Tante laras mendengar penjelasan papa tanpa bicara, ia memandangi amalia yang sedang menunduk, amalia tak bersuara dari tadi, seolah siap menunggu vonis apapun yang nantinya akan dijatuhkan. Kak faisal menatap papa tajam, seolah papa orang asing yang belum ia kenal.
“yo, kayaknya masalah tak bisa diputuskan begini deh.. Kasihan kak faisal..” bisik odie pelan disampingku.
“iya die, aku juga bingung kenapa papa mengusulkan hal itu..” balasku ikut berbisik.
Tiba tiba mama berdiri, memandangi satu persatu yang berada disini.
“mama tak setuju kandungannya digugurkan, mereka berdua harus menikah!” ujar mama datar. Semuanya memandang mama heran, terlebih lagi aku. Tak kusangka mama justeru menyetujui kalau kak faisal harus menikah.
“nah.. Pak harlan sepertinya isteri bapak lebih waras!” cemooh ibu amalia.
“mama apa sudah memikirkan kata kata mama?” tanya papa heran.
“sudah pa.. Faisal harus bertanggung jawab, karena ia telah melakukannya, mama tak ada pilihan lain selain menyuruh mereka menikah.. Kasihan bayi itu, bagaimanapun juga itu darah daging faisal, mama tak tega kalau harus dibunuh…” ujar mama sesekali terisak. Kak faisal menatap mama tanpa berkedip.
“kak mega betul bang harlan..” timpal om sebastian.
“iya bang, jalan terbaik untuk mereka adalah menikah, bang harlan harus bijaksana..” imbuh tante laras.
“kalau menurut kalian begitu, papa harus bagaimana lagi, tapi jangan lupa… Yang akan menjalaninya itu faisal, kita harus tanyakan sama faisal bagaimana keinginannya..” suara papa terdengar begitu letih, mungkin papa betul betul lelah dengan hal ini.
“tak perlu tanyakan apa apa pada faisal, ia tak ada hak untuk memilih, segala konsekuensinya dia harus tanggung.” cetus mama tegas. Kak faisal menunduk.
“secepatnya kita harus menikahkan mereka.. Sebelum ini menjadi omongan orang orang..” tambah tante laras.
“amalia, kamu mau menikah dengan faisal?” tanya mama kepada amalia yang menunduk. Amalia mengangkat kepalanya perlahan memandang mama ragu, kemudian ia mengangguk.
“baiklah, itu artinya amalia setuju.. Kita akan memutuskan tanggal pernikahan mereka..” lanjut mama. Semua diam tak bersuara, diam diam aku sedih memikirkan kak faisal akan segera menikahi amalia, rasanya aku seperti kehilangan teman, kakak satu satunya akan segera mempunyai isteri.
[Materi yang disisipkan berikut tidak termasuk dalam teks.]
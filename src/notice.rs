/// Transient message rendered at the top of a page.
#[derive(Clone, Debug, PartialEq, Eq)]
pub struct Notice {
    pub level: Level,
    pub message: String,
}

#[derive(Clone, Copy, Debug, PartialEq, Eq)]
pub enum Level {
    Info,
    Success,
    Error,
}

impl Notice {
    pub fn info(message: impl Into<String>) -> Self {
        Self {
            level: Level::Info,
            message: message.into(),
        }
    }

    pub fn success(message: impl Into<String>) -> Self {
        Self {
            level: Level::Success,
            message: message.into(),
        }
    }

    pub fn error(message: impl Into<String>) -> Self {
        Self {
            level: Level::Error,
            message: message.into(),
        }
    }

    pub fn css_class(&self) -> &'static str {
        match self.level {
            Level::Info => "notice notice-info",
            Level::Success => "notice notice-success",
            Level::Error => "notice notice-error",
        }
    }
}
use actix_web::{middleware::from_fn, web};
use actix_web_httpauth::middleware::HttpAuthentication;

use crate::auth::{basic_validator, logout_guard};

pub mod appointments;
pub mod contacts;
pub mod dashboard;
pub mod events;
pub mod projects;
pub mod public;
pub mod vendors;

pub fn configure(cfg: &mut web::ServiceConfig) {
    cfg.configure(public::configure).service(
        web::scope("/app")
            .wrap(HttpAuthentication::basic(basic_validator))
            .wrap(from_fn(logout_guard))
            .configure(dashboard::configure)
            .configure(appointments::configure)
            .configure(contacts::configure)
            .configure(projects::configure)
            .configure(vendors::configure)
            .configure(events::configure),
    );
}

#[cfg(test)]
pub mod testing {
    use crate::{
        auth::testing::create_profile, config::AppConfig, db::testing::memory_pool,
        state::AppState, store::Store,
    };

    pub const ADMIN_AUTH: &str = "Basic YWRtaW46cHctYWRtaW4=";
    pub const OPERATOR_AUTH: &str = "Basic b3BzOnB3LW9wcw==";
    pub const VENDOR_AUTH: &str = "Basic bHVjYTpwdy1sdWNh";
    pub const OTHER_VENDOR_AUTH: &str = "Basic dmFsZTpwdy12YWxl";

    pub struct Fixture {
        pub state: AppState,
        pub admin_id: String,
        pub operator_id: String,
        pub vendor_id: String,
        pub other_vendor_id: String,
    }

    /// Fresh in-memory state with one profile per role plus a second vendor.
    pub async fn fixture() -> Fixture {
        let state = AppState::new(
            Store::new(memory_pool().await),
            AppConfig::from_lookup(|_| None),
        );
        let admin_id = create_profile(&state.store, "admin", "pw-admin", "admin").await;
        let operator_id = create_profile(&state.store, "ops", "pw-ops", "operatore").await;
        let vendor_id = create_profile(&state.store, "luca", "pw-luca", "venditore").await;
        let other_vendor_id = create_profile(&state.store, "vale", "pw-vale", "venditore").await;
        Fixture {
            state,
            admin_id,
            operator_id,
            vendor_id,
            other_vendor_id,
        }
    }
}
“baik, saya setuju pernikahan mereka secepatnya dilangsungkan… Tak usah menunda nunda lagi..” tukas ibu amalia. Aku mengerti yang dirasakan ibunya amalia, anak gadisnya hamil diluar nikah itu merupakan pukulan yang teramat berat baginya. Kekuatiran yang ia rasakan membuat ia yang biasanya lembut menjadi tegas dan ketus.
“aku setuju mereka menikah dengan beberapa syarat!” mama meneruskan kembali perkataannya. Papa memandang mama dengan keingintahuan, demikian juga semua yang ada disini.
“syarat apa bu harlan… Kok menikahkan anak saja harus ada syarat?” ibu amalia terlihat bingung.
“iya.. Aku setuju dengan syarat, dan ini tak bisa ditawar..!” ujar mama seolah tak perduli. Kak faisal menatap mama tanpa berkedip, menunggu apa yang mau diajukan mama sebagai persyaratannya.
“apa syaratnya bu harlan.?” tanya ibu amalia.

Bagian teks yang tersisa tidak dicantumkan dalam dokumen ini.